The whole listing below needs to be retyped without a single change.

----- DATA TO EXAMINE -----

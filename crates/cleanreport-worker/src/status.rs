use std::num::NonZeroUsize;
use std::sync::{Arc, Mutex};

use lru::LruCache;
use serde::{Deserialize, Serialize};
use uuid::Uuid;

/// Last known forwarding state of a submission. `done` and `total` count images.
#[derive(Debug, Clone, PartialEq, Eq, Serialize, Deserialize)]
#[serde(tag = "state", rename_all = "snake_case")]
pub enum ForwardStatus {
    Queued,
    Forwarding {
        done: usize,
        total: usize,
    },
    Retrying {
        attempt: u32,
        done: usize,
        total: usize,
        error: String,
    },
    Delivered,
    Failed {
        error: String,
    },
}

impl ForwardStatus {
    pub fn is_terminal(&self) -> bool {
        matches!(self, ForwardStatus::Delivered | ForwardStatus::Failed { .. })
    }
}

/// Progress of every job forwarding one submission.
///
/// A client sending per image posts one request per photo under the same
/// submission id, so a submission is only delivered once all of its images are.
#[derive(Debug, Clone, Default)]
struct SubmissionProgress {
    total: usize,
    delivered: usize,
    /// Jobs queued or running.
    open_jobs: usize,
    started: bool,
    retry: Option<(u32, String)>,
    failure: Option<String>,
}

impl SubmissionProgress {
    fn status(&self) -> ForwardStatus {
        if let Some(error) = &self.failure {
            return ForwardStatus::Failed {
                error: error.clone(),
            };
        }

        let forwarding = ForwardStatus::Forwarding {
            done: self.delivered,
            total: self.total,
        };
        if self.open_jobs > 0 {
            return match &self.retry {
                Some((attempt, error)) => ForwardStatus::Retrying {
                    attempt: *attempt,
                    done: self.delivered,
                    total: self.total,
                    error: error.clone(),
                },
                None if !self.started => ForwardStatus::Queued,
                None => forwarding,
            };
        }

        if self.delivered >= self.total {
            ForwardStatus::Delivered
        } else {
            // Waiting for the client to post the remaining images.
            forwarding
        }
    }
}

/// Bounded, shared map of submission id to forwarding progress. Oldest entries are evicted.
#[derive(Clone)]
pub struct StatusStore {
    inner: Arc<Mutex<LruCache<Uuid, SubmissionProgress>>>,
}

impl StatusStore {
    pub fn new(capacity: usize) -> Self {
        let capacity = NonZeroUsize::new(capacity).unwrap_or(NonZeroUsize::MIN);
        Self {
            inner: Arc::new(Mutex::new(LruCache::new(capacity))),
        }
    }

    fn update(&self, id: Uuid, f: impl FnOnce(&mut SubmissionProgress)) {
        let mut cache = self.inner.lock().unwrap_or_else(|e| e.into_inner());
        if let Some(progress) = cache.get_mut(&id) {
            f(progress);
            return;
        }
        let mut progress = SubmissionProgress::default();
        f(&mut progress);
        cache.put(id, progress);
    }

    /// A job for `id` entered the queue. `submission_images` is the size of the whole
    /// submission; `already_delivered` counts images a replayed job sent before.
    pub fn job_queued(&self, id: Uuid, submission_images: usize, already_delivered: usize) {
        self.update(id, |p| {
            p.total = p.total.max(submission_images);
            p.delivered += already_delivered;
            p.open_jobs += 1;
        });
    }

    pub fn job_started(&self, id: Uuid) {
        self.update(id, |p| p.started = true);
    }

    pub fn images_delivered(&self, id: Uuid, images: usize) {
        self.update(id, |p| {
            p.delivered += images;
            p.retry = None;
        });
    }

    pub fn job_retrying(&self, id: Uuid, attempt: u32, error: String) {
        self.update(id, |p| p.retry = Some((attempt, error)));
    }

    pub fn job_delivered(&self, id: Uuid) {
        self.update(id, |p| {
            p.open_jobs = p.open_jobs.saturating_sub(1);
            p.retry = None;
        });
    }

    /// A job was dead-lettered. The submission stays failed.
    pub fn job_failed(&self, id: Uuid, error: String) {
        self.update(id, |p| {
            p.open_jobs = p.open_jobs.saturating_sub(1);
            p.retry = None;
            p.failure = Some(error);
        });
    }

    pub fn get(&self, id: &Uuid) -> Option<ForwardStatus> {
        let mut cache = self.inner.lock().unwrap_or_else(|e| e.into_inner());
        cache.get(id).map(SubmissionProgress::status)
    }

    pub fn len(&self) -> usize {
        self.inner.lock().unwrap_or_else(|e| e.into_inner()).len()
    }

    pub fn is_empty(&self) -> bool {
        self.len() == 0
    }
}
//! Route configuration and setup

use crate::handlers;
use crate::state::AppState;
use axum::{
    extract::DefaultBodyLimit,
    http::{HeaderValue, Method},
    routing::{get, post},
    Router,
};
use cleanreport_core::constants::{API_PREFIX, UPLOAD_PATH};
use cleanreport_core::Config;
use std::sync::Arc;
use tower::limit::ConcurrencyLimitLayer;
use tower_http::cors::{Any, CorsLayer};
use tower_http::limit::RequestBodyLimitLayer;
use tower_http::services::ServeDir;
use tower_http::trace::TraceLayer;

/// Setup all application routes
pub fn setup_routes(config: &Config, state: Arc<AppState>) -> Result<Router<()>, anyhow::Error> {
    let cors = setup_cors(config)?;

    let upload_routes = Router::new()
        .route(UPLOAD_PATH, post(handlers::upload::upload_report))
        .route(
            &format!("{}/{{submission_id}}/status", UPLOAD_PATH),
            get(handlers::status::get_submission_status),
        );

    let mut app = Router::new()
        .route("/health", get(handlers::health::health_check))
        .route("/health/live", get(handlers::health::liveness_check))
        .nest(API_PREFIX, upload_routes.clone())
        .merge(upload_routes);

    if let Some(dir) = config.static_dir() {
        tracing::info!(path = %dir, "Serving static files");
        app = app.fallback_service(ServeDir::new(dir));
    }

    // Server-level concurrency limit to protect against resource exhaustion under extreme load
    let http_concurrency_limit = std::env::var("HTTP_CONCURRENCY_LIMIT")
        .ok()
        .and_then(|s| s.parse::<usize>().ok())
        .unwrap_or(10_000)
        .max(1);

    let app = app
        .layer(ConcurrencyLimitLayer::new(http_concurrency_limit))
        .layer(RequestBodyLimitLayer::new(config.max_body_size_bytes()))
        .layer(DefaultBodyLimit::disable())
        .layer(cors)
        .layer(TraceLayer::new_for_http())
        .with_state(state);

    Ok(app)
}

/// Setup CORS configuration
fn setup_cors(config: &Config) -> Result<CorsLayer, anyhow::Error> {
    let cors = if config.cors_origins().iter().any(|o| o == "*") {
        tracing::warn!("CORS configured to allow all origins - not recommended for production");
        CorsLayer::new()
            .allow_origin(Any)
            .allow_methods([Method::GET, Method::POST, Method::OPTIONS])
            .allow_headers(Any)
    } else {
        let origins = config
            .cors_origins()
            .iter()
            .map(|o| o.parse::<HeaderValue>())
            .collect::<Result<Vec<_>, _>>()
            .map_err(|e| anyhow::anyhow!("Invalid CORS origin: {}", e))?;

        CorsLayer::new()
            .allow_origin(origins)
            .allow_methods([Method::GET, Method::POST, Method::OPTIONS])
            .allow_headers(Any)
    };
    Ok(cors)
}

-----

FINAL ANSWER:
filename crates/cleanreport-worker/src/status.rs
use std::num::NonZeroUsize;
use std::sync::{Arc, Mutex};

use lru::LruCache;
use serde::{Deserialize, Serialize};
use uuid::Uuid;

/// Last known forwarding state of a submission. `done` and `total` count images.
#[derive(Debug, Clone, PartialEq, Eq, Serialize, Deserialize)]
#[serde(tag = "state", rename_all = "snake_case")]
pub enum ForwardStatus {
    Queued,
    Forwarding {
        done: usize,
        total: usize,
    },
    Retrying {
        attempt: u32,
        done: usize,
        total: usize,
        error: String,
    },
    Delivered,
    Failed {
        error: String,
    },
}

impl ForwardStatus {
    pub fn is_terminal(&self) -> bool {
        matches!(self, ForwardStatus::Delivered | ForwardStatus::Failed { .. })
    }
}

/// Progress of every job forwarding one submission.
///
/// A client sending per image posts one request per photo under the same
/// submission id, so a submission is only delivered once all of its images are.
#[derive(Debug, Clone, Default)]
struct SubmissionProgress {
    total: usize,
    delivered: usize,
    /// Jobs queued or running.
    open_jobs: usize,
    started: bool,
    retry: Option<(u32, String)>,
    failure: Option<String>,
}

impl SubmissionProgress {
    fn status(&self) -> ForwardStatus {
        if let Some(error) = &self.failure {
            return ForwardStatus::Failed {
                error: error.clone(),
            };
        }

        let forwarding = ForwardStatus::Forwarding {
            done: self.delivered,
            total: self.total,
        };
        if self.open_jobs > 0 {
            return match &self.retry {
                Some((attempt, error)) => ForwardStatus::Retrying {
                    attempt: *attempt,
                    done: self.delivered,
                    total: self.total,
                    error: error.clone(),
                },
                None if !self.started => ForwardStatus::Queued,
                None => forwarding,
            };
        }

        if self.delivered >= self.total {
            ForwardStatus::Delivered
        } else {
            // Waiting for the client to post the remaining images.
            forwarding
        }
    }
}

/// Bounded, shared map of submission id to forwarding progress. Oldest entries are evicted.
#[derive(Clone)]
pub struct StatusStore {
    inner: Arc<Mutex<LruCache<Uuid, SubmissionProgress>>>,
}

impl StatusStore {
    pub fn new(capacity: usize) -> Self {
        let capacity = NonZeroUsize::new(capacity).unwrap_or(NonZeroUsize::MIN);
        Self {
            inner: Arc::new(Mutex::new(LruCache::new(capacity))),
        }
    }

    fn update(&self, id: Uuid, f: impl FnOnce(&mut SubmissionProgress)) {
        let mut cache = self.inner.lock().unwrap_or_else(|e| e.into_inner());
        if let Some(progress) = cache.get_mut(&id) {
            f(progress);
            return;
        }
        let mut progress = SubmissionProgress::default();
        f(&mut progress);
        cache.put(id, progress);
    }

    /// A job for `id` entered the queue. `submission_images` is the size of the whole
    /// submission; `already_delivered` counts images a replayed job sent before.
    pub fn job_queued(&self, id: Uuid, submission_images: usize, already_delivered: usize) {
        self.update(id, |p| {
            p.total = p.total.max(submission_images);
            p.delivered += already_delivered;
            p.open_jobs += 1;
        });
    }

    pub fn job_started(&self, id: Uuid) {
        self.update(id, |p| p.started = true);
    }

    pub fn images_delivered(&self, id: Uuid, images: usize) {
        self.update(id, |p| {
            p.delivered += images;
            p.retry = None;
        });
    }

    pub fn job_retrying(&self, id: Uuid, attempt: u32, error: String) {
        self.update(id, |p| p.retry = Some((attempt, error)));
    }

    pub fn job_delivered(&self, id: Uuid) {
        self.update(id, |p| {
            p.open_jobs = p.open_jobs.saturating_sub(1);
            p.retry = None;
        });
    }

    /// A job was dead-lettered. The submission stays failed.
    pub fn job_failed(&self, id: Uuid, error: String) {
        self.update(id, |p| {
            p.open_jobs = p.open_jobs.saturating_sub(1);
            p.retry = None;
            p.failure = Some(error);
        });
    }

    pub fn get(&self, id: &Uuid) -> Option<ForwardStatus> {
        let mut cache = self.inner.lock().unwrap_or_else(|e| e.into_inner());
        cache.get(id).map(SubmissionProgress::status)
    }

    pub fn len(&self) -> usize {
        self.inner.lock().unwrap_or_else(|e| e.into_inner()).len()
    }

    pub fn is_empty(&self) -> bool {
        self.len() == 0
    }
}
//! Route configuration and setup

use crate::handlers;
use crate::state::AppState;
use axum::{
    extract::DefaultBodyLimit,
    http::{HeaderValue, Method},
    routing::{get, post},
    Router,
};
use cleanreport_core::constants::{API_PREFIX, UPLOAD_PATH};
use cleanreport_core::Config;
use std::sync::Arc;
use tower::limit::ConcurrencyLimitLayer;
use tower_http::cors::{Any, CorsLayer};
use tower_http::limit::RequestBodyLimitLayer;
use tower_http::services::ServeDir;
use tower_http::trace::TraceLayer;

/// Setup all application routes
pub fn setup_routes(config: &Config, state: Arc<AppState>) -> Result<Router<()>, anyhow::Error> {
    let cors = setup_cors(config)?;

    let upload_routes = Router::new()
        .route(UPLOAD_PATH, post(handlers::upload::upload_report))
        .route(
            &format!("{}/{{submission_id}}/status", UPLOAD_PATH),
            get(handlers::status::get_submission_status),
        );

    let mut app = Router::new()
        .route("/health", get(handlers::health::health_check))
        .route("/health/live", get(handlers::health::liveness_check))
        .nest(API_PREFIX, upload_routes.clone())
        .merge(upload_routes);

    if let Some(dir) = config.static_dir() {
        tracing::info!(path = %dir, "Serving static files");
        app = app.fallback_service(ServeDir::new(dir));
    }

    // Server-level concurrency limit to protect against resource exhaustion under extreme load
    let http_concurrency_limit = std::env::var("HTTP_CONCURRENCY_LIMIT")
        .ok()
        .and_then(|s| s.parse::<usize>().ok())
        .unwrap_or(10_000)
        .max(1);

    let app = app
        .layer(ConcurrencyLimitLayer::new(http_concurrency_limit))
        .layer(RequestBodyLimitLayer::new(config.max_body_size_bytes()))
        .layer(DefaultBodyLimit::disable())
        .layer(cors)
        .layer(TraceLayer::new_for_http())
        .with_state(state);

    Ok(app)
}

/// Setup CORS configuration
fn setup_cors(config: &Config) -> Result<CorsLayer, anyhow::Error> {
    let cors = if config.cors_origins().iter().any(|o| o == "*") {
        tracing::warn!("CORS configured to allow all origins - not recommended for production");
        CorsLayer::new()
            .allow_origin(Any)
            .allow_methods([Method::GET, Method::POST, Method::OPTIONS])
            .allow_headers(Any)
    } else {
        let origins = config
            .cors_origins()
            .iter()
            .map(|o| o.parse::<HeaderValue>())
            .collect::<Result<Vec<_>, _>>()
            .map_err(|e| anyhow::anyhow!("Invalid CORS origin: {}", e))?;

        CorsLayer::new()
            .allow_origin(origins)
            .allow_methods([Method::GET, Method::POST, Method::OPTIONS])
            .allow_headers(Any)
    };
    Ok(cors)
}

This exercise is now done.